● Work task
Find each line below where the word "abiflags" occurs, and copy it.

(Records from a data collection)

Start of Block

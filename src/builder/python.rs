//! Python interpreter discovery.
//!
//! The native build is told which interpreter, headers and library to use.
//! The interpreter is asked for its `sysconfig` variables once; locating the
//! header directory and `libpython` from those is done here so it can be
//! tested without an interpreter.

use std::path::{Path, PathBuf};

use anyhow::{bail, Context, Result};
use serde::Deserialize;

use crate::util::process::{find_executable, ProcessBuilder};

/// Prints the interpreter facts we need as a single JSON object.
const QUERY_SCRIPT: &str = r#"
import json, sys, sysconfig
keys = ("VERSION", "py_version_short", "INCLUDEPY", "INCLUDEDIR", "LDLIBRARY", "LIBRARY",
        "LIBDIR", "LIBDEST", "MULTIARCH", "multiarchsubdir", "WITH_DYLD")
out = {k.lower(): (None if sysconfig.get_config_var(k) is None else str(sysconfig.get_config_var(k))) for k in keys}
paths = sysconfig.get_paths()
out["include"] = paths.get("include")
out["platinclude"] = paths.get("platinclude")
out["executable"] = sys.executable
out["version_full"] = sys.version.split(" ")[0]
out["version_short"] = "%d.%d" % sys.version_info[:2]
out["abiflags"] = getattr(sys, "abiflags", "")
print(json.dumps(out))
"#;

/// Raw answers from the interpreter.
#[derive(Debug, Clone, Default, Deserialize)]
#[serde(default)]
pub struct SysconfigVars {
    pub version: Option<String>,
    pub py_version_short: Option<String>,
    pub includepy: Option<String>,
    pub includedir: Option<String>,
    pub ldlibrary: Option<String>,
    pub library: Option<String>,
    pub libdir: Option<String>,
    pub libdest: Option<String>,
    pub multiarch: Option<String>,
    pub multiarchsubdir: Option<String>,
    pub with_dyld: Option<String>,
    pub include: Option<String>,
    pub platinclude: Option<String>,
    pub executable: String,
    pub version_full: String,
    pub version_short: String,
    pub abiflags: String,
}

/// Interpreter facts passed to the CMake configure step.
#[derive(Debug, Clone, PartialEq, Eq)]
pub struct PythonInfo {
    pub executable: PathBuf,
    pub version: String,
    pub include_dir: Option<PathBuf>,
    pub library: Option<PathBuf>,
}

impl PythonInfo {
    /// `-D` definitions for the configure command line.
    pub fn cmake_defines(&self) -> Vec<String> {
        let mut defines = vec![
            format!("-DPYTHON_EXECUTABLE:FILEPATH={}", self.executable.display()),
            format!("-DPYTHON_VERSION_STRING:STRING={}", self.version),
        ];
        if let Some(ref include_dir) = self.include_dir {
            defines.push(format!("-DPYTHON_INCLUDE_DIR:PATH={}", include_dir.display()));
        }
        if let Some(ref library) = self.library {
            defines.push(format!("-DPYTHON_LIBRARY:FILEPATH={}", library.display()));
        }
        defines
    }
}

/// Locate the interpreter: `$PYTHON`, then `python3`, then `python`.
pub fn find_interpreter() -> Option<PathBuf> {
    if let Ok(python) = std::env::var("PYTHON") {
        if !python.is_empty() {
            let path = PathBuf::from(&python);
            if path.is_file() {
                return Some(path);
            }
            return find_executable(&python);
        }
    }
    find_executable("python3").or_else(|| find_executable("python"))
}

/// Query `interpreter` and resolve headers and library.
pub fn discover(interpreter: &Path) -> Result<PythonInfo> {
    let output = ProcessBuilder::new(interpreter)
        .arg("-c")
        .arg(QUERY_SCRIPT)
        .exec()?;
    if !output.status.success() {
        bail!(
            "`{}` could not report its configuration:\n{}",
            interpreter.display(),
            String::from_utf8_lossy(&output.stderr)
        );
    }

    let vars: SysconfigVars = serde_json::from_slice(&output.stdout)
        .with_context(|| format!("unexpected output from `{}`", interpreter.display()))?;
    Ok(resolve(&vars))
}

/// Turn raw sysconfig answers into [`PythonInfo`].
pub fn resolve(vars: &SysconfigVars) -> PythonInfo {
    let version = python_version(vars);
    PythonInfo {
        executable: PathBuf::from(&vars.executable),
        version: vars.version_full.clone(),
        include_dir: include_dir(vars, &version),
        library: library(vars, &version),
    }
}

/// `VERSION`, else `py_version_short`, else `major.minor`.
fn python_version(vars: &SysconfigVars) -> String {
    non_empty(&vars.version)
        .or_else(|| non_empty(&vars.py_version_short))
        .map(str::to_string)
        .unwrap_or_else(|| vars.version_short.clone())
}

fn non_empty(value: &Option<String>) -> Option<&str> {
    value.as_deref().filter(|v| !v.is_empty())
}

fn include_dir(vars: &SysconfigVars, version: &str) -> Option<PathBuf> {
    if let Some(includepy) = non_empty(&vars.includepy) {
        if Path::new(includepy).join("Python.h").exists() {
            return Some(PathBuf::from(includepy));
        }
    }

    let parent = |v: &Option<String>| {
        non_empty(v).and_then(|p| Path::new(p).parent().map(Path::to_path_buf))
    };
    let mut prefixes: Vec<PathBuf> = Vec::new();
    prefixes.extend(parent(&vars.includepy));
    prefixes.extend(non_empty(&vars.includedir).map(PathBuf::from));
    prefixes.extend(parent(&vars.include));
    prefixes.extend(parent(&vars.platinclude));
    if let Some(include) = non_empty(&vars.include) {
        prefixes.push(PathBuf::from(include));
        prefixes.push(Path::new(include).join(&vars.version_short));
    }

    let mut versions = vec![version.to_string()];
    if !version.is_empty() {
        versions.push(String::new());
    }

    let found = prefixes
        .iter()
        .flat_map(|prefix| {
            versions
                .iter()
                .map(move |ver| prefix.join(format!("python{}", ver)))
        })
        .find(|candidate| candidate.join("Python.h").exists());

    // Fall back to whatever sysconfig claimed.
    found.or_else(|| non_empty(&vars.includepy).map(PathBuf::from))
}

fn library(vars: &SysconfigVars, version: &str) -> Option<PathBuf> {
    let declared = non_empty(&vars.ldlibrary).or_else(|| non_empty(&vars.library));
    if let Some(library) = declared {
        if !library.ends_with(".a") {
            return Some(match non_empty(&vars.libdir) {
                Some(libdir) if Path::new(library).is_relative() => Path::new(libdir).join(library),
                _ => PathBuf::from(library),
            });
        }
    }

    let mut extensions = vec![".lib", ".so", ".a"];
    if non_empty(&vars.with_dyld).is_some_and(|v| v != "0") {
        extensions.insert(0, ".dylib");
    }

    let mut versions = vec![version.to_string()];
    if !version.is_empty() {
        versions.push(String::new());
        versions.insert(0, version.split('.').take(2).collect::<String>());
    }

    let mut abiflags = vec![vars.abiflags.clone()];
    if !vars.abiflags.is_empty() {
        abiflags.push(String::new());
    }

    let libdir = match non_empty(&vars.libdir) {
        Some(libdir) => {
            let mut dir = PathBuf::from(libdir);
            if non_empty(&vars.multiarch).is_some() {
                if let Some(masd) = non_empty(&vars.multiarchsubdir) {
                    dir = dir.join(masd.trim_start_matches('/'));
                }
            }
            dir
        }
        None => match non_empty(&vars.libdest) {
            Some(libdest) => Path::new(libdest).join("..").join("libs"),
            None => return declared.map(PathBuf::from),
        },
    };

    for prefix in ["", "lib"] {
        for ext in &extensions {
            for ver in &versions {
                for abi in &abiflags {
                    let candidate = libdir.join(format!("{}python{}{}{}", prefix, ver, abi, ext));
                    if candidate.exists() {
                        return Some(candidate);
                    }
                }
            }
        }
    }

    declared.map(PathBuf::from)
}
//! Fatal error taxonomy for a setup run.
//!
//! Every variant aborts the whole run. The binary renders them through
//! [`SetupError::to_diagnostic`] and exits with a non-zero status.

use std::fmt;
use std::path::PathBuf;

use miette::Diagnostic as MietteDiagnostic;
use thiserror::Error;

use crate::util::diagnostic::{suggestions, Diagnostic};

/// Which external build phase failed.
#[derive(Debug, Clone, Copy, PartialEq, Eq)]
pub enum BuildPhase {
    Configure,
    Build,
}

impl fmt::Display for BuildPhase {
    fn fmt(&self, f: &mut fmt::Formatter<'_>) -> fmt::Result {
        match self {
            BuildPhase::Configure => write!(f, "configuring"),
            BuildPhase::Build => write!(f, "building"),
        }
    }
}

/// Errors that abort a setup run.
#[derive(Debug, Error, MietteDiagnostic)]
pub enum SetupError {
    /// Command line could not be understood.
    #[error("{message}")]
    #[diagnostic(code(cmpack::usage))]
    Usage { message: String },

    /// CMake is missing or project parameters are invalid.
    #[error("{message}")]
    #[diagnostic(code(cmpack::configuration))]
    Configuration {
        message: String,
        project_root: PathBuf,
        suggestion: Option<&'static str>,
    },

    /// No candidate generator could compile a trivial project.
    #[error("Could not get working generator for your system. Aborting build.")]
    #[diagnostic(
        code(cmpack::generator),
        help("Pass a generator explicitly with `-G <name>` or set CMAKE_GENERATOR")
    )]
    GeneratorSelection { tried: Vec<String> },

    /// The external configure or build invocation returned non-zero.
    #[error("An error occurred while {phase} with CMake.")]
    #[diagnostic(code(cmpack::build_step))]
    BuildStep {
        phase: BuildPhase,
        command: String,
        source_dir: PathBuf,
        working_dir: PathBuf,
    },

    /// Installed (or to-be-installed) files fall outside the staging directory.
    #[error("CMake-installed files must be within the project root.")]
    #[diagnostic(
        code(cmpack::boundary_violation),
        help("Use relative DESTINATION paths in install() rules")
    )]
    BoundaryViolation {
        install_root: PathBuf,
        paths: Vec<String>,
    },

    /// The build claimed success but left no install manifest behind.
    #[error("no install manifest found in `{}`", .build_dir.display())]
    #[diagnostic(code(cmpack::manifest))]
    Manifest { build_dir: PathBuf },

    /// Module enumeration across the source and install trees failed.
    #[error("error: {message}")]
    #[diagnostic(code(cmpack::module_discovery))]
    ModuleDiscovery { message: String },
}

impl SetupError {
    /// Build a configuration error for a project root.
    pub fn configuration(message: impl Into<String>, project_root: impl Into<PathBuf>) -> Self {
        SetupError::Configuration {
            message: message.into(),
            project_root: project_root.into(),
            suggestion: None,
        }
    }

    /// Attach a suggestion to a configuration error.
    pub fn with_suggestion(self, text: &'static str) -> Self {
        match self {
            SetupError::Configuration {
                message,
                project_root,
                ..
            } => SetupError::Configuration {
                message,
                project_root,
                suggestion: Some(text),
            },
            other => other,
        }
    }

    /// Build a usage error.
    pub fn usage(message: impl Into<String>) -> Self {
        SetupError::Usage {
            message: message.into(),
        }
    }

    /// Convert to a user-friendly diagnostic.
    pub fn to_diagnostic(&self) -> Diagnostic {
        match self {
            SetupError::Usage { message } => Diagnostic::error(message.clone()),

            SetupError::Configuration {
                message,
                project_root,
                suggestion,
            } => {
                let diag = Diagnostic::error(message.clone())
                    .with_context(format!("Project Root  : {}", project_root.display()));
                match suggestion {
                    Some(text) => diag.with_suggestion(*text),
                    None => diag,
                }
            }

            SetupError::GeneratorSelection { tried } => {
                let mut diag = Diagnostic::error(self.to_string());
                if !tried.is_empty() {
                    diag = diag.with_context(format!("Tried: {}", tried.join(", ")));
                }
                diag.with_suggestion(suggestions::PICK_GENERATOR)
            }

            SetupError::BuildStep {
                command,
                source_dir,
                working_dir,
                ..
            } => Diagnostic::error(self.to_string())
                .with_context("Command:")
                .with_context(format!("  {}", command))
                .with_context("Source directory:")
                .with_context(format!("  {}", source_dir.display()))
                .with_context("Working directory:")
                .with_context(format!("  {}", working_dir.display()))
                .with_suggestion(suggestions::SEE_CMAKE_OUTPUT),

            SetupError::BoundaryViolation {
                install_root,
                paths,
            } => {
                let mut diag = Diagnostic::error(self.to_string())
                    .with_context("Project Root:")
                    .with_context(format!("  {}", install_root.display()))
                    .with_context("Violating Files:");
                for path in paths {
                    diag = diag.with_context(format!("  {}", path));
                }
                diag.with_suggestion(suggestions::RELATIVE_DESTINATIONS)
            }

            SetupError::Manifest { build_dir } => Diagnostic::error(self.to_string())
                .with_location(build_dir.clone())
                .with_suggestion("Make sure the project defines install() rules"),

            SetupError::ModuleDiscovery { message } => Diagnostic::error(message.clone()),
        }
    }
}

End of Block

● Response to the task
out["abiflags"] = getattr(sys, "abiflags", "")
    pub abiflags: String,
    let mut abiflags = vec![vars.abiflags.clone()];
    if !vars.abiflags.is_empty() {
        abiflags.push(String::new());
                for abi in &abiflags {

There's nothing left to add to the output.